■ **REQUIRED ACTION**:
All lines from the one including "self.channels() == 4" to the bottom of the entries below should be repeated exactly, both ends kept.

■ **RECORDS PROVIDED**:
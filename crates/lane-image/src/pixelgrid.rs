use crate::ImageError;
use lane_base::Tensor;

/// 8-bit RGB or RGBA image stored as an HWC tensor `[height, width, channels]`.
///
/// The shape is fixed at construction and always matches the data length.
#[derive(Debug, Clone, PartialEq)]
pub struct PixelGrid {
    tensor: Tensor<u8>,
}

impl PixelGrid {
    pub fn new(
        width: usize,
        height: usize,
        channels: usize,
        data: Vec<u8>,
    ) -> Result<Self, ImageError> {
        Self::from_tensor(Tensor::new(vec![height, width, channels], data)?)
    }

    /// Wraps an HWC tensor. Only 3 (RGB) and 4 (RGBA) channels are accepted.
    pub fn from_tensor(tensor: Tensor<u8>) -> Result<Self, ImageError> {
        if tensor.ndim() != 3 {
            return Err(ImageError::Tensor(lane_base::TensorError::DimsMismatch {
                expected: vec![0, 0, 3],
                got: tensor.shape.clone(),
            }));
        }
        let channels = tensor.shape[2];
        if channels != 3 && channels != 4 {
            return Err(ImageError::UnsupportedChannels(channels));
        }
        Ok(Self { tensor })
    }

    /// Every pixel set to `pixel`, whose length selects RGB or RGBA.
    pub fn filled(width: usize, height: usize, pixel: &[u8]) -> Result<Self, ImageError> {
        let data = pixel.repeat(width * height);
        Self::new(width, height, pixel.len(), data)
    }

    pub fn width(&self) -> usize {
        self.tensor.shape[1]
    }

    pub fn height(&self) -> usize {
        self.tensor.shape[0]
    }

    pub fn channels(&self) -> usize {
        self.tensor.shape[2]
    }

    pub fn has_alpha(&self) -> bool {
        self.channels() == 4
    }

    /// True when either dimension is zero.
    pub fn is_empty(&self) -> bool {
        self.width() == 0 || self.height() == 0
    }

    pub fn data(&self) -> &[u8] {
        &self.tensor.data
    }

    pub fn tensor(&self) -> &Tensor<u8> {
        &self.tensor
    }

    /// Samples of the pixel at column `x`, row `y`.
    ///
    /// # Panics
    ///
    /// Panics if the coordinate lies outside the grid.
    pub fn pixel(&self, x: usize, y: usize) -> &[u8] {
        let channels = self.channels();
        let start = (y * self.width() + x) * channels;
        &self.tensor.data[start..start + channels]
    }

    /// Copy without the alpha channel. RGB grids are cloned as is.
    pub fn to_rgb(&self) -> PixelGrid {
        if !self.has_alpha() {
            return self.clone();
        }
        let data = self
            .data()
            .chunks_exact(4)
            .flat_map(|px| [px[0], px[1], px[2]])
            .collect();
        PixelGrid {
            tensor: Tensor {
                shape: vec![self.height(), self.width(), 3],
                data,
            },
        }
    }
}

■ **REPLY**:
        self.channels() == 4
    }

    /// True when either dimension is zero.
    pub fn is_empty(&self) -> bool {
        self.width() == 0 || self.height() == 0
    }

    pub fn data(&self) -> &[u8] {
        &self.tensor.data
    }

    pub fn tensor(&self) -> &Tensor<u8> {
        &self.tensor
    }

    /// Samples of the pixel at column `x`, row `y`.
    ///
    /// # Panics
    ///
    /// Panics if the coordinate lies outside the grid.
    pub fn pixel(&self, x: usize, y: usize) -> &[u8] {
        let channels = self.channels();
        let start = (y * self.width() + x) * channels;
        &self.tensor.data[start..start + channels]
    }

    /// Copy without the alpha channel. RGB grids are cloned as is.
    pub fn to_rgb(&self) -> PixelGrid {
        if !self.has_alpha() {
            return self.clone();
        }
        let data = self
            .data()
            .chunks_exact(4)
            .flat_map(|px| [px[0], px[1], px[2]])
            .collect();
        PixelGrid {
            tensor: Tensor {
                shape: vec![self.height(), self.width(), 3],
                data,
            },
        }
    }
}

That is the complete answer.